Source data
· · · ·
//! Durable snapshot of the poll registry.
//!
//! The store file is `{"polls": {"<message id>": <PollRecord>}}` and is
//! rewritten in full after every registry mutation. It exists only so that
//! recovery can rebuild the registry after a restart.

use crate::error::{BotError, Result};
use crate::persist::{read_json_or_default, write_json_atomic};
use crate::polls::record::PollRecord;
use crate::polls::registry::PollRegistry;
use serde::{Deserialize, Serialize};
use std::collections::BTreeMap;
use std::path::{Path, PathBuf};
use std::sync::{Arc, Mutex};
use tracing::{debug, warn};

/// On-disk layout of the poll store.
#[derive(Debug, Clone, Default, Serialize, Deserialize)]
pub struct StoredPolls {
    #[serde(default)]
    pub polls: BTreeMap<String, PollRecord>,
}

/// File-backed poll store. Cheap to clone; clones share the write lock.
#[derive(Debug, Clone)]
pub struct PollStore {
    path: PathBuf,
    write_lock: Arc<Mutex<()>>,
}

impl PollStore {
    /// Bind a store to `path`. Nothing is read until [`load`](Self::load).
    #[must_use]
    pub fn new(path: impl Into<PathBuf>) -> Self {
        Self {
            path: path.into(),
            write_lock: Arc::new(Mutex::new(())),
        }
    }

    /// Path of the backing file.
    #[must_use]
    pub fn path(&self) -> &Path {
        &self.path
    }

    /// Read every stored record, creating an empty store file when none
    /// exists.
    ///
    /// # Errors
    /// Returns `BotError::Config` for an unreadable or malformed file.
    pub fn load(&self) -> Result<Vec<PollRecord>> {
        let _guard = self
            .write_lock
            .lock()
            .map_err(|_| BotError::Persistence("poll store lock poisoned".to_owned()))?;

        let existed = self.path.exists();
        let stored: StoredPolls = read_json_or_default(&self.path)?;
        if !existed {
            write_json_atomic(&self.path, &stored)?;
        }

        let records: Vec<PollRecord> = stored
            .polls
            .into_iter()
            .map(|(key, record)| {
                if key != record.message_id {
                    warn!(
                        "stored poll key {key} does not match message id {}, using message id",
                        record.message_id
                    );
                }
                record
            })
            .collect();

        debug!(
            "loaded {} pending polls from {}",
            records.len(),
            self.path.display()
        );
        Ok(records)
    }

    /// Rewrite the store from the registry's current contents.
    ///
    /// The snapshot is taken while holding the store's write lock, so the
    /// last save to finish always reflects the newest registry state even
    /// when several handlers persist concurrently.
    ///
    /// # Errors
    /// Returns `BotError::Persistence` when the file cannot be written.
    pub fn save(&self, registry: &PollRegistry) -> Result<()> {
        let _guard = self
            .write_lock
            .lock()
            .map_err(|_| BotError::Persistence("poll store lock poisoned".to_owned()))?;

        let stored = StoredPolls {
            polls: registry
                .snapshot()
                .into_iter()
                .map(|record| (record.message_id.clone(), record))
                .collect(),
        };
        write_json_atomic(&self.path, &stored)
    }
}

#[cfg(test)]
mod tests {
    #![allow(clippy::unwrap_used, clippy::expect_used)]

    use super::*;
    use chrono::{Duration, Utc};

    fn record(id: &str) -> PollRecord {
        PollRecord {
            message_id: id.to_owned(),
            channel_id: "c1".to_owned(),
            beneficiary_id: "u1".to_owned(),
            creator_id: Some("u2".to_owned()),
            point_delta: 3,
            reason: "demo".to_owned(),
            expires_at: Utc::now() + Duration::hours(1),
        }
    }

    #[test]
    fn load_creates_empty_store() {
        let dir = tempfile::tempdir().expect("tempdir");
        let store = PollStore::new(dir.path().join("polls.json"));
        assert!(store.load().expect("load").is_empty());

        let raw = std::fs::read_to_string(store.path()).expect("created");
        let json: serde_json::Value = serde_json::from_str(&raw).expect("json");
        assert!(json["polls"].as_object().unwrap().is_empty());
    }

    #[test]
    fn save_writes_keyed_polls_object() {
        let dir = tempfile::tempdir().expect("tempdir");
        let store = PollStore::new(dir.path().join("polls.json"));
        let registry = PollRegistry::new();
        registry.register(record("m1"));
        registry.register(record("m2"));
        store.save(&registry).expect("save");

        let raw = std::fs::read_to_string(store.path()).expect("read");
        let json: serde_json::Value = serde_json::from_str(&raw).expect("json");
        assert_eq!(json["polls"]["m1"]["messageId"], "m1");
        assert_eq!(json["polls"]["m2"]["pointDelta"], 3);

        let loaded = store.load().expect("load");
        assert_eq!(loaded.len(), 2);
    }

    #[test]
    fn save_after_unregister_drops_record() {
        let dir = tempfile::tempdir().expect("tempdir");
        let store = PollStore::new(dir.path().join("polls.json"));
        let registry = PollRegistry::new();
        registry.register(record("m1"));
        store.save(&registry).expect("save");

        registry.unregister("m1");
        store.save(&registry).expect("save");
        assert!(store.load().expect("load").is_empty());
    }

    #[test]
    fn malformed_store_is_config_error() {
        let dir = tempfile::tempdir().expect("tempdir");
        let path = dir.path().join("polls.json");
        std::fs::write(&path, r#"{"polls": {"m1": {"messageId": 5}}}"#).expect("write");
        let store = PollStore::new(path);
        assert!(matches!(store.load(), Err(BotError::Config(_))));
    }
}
· · · ·
— What you need to do —
Write out the entries above once more, without altering anything.

— Solution to the exercise —
//! Durable snapshot of the poll registry.
//!
//! The store file is `{"polls": {"<message id>": <PollRecord>}}` and is
//! rewritten in full after every registry mutation. It exists only so that
//! recovery can rebuild the registry after a restart.

use crate::error::{BotError, Result};
use crate::persist::{read_json_or_default, write_json_atomic};
use crate::polls::record::PollRecord;
use crate::polls::registry::PollRegistry;
use serde::{Deserialize, Serialize};
use std::collections::BTreeMap;
use std::path::{Path, PathBuf};
use std::sync::{Arc, Mutex};
use tracing::{debug, warn};

/// On-disk layout of the poll store.
#[derive(Debug, Clone, Default, Serialize, Deserialize)]
pub struct StoredPolls {
    #[serde(default)]
    pub polls: BTreeMap<String, PollRecord>,
}

/// File-backed poll store. Cheap to clone; clones share the write lock.
#[derive(Debug, Clone)]
pub struct PollStore {
    path: PathBuf,
    write_lock: Arc<Mutex<()>>,
}

impl PollStore {
    /// Bind a store to `path`. Nothing is read until [`load`](Self::load).
    #[must_use]
    pub fn new(path: impl Into<PathBuf>) -> Self {
        Self {
            path: path.into(),
            write_lock: Arc::new(Mutex::new(())),
        }
    }

    /// Path of the backing file.
    #[must_use]
    pub fn path(&self) -> &Path {
        &self.path
    }

    /// Read every stored record, creating an empty store file when none
    /// exists.
    ///
    /// # Errors
    /// Returns `BotError::Config` for an unreadable or malformed file.
    pub fn load(&self) -> Result<Vec<PollRecord>> {
        let _guard = self
            .write_lock
            .lock()
            .map_err(|_| BotError::Persistence("poll store lock poisoned".to_owned()))?;

        let existed = self.path.exists();
        let stored: StoredPolls = read_json_or_default(&self.path)?;
        if !existed {
            write_json_atomic(&self.path, &stored)?;
        }

        let records: Vec<PollRecord> = stored
            .polls
            .into_iter()
            .map(|(key, record)| {
                if key != record.message_id {
                    warn!(
                        "stored poll key {key} does not match message id {}, using message id",
                        record.message_id
                    );
                }
                record
            })
            .collect();

        debug!(
            "loaded {} pending polls from {}",
            records.len(),
            self.path.display()
        );
        Ok(records)
    }

    /// Rewrite the store from the registry's current contents.
    ///
    /// The snapshot is taken while holding the store's write lock, so the
    /// last save to finish always reflects the newest registry state even
    /// when several handlers persist concurrently.
    ///
    /// # Errors
    /// Returns `BotError::Persistence` when the file cannot be written.
    pub fn save(&self, registry: &PollRegistry) -> Result<()> {
        let _guard = self
            .write_lock
            .lock()
            .map_err(|_| BotError::Persistence("poll store lock poisoned".to_owned()))?;

        let stored = StoredPolls {
            polls: registry
                .snapshot()
                .into_iter()
                .map(|record| (record.message_id.clone(), record))
                .collect(),
        };
        write_json_atomic(&self.path, &stored)
    }
}

#[cfg(test)]
mod tests {
    #![allow(clippy::unwrap_used, clippy::expect_used)]

    use super::*;
    use chrono::{Duration, Utc};

    fn record(id: &str) -> PollRecord {
        PollRecord {
            message_id: id.to_owned(),
            channel_id: "c1".to_owned(),
            beneficiary_id: "u1".to_owned(),
            creator_id: Some("u2".to_owned()),
            point_delta: 3,
            reason: "demo".to_owned(),
            expires_at: Utc::now() + Duration::hours(1),
        }
    }

    #[test]
    fn load_creates_empty_store() {
        let dir = tempfile::tempdir().expect("tempdir");
        let store = PollStore::new(dir.path().join("polls.json"));
        assert!(store.load().expect("load").is_empty());

        let raw = std::fs::read_to_string(store.path()).expect("created");
        let json: serde_json::Value = serde_json::from_str(&raw).expect("json");
        assert!(json["polls"].as_object().unwrap().is_empty());
    }

    #[test]
    fn save_writes_keyed_polls_object() {
        let dir = tempfile::tempdir().expect("tempdir");
        let store = PollStore::new(dir.path().join("polls.json"));
        let registry = PollRegistry::new();
        registry.register(record("m1"));
        registry.register(record("m2"));
        store.save(&registry).expect("save");

        let raw = std::fs::read_to_string(store.path()).expect("read");
        let json: serde_json::Value = serde_json::from_str(&raw).expect("json");
        assert_eq!(json["polls"]["m1"]["messageId"], "m1");
        assert_eq!(json["polls"]["m2"]["pointDelta"], 3);

        let loaded = store.load().expect("load");
        assert_eq!(loaded.len(), 2);
    }

    #[test]
    fn save_after_unregister_drops_record() {
        let dir = tempfile::tempdir().expect("tempdir");
        let store = PollStore::new(dir.path().join("polls.json"));
        let registry = PollRegistry::new();
        registry.register(record("m1"));
        store.save(&registry).expect("save");

        registry.unregister("m1");
        store.save(&registry).expect("save");
        assert!(store.load().expect("load").is_empty());
    }

    #[test]
    fn malformed_store_is_config_error() {
        let dir = tempfile::tempdir().expect("tempdir");
        let path = dir.path().join("polls.json");
        std::fs::write(&path, r#"{"polls": {"m1": {"messageId": 5}}}"#).expect("write");
        let store = PollStore::new(path);
        assert!(matches!(store.load(), Err(BotError::Config(_))));
    }
}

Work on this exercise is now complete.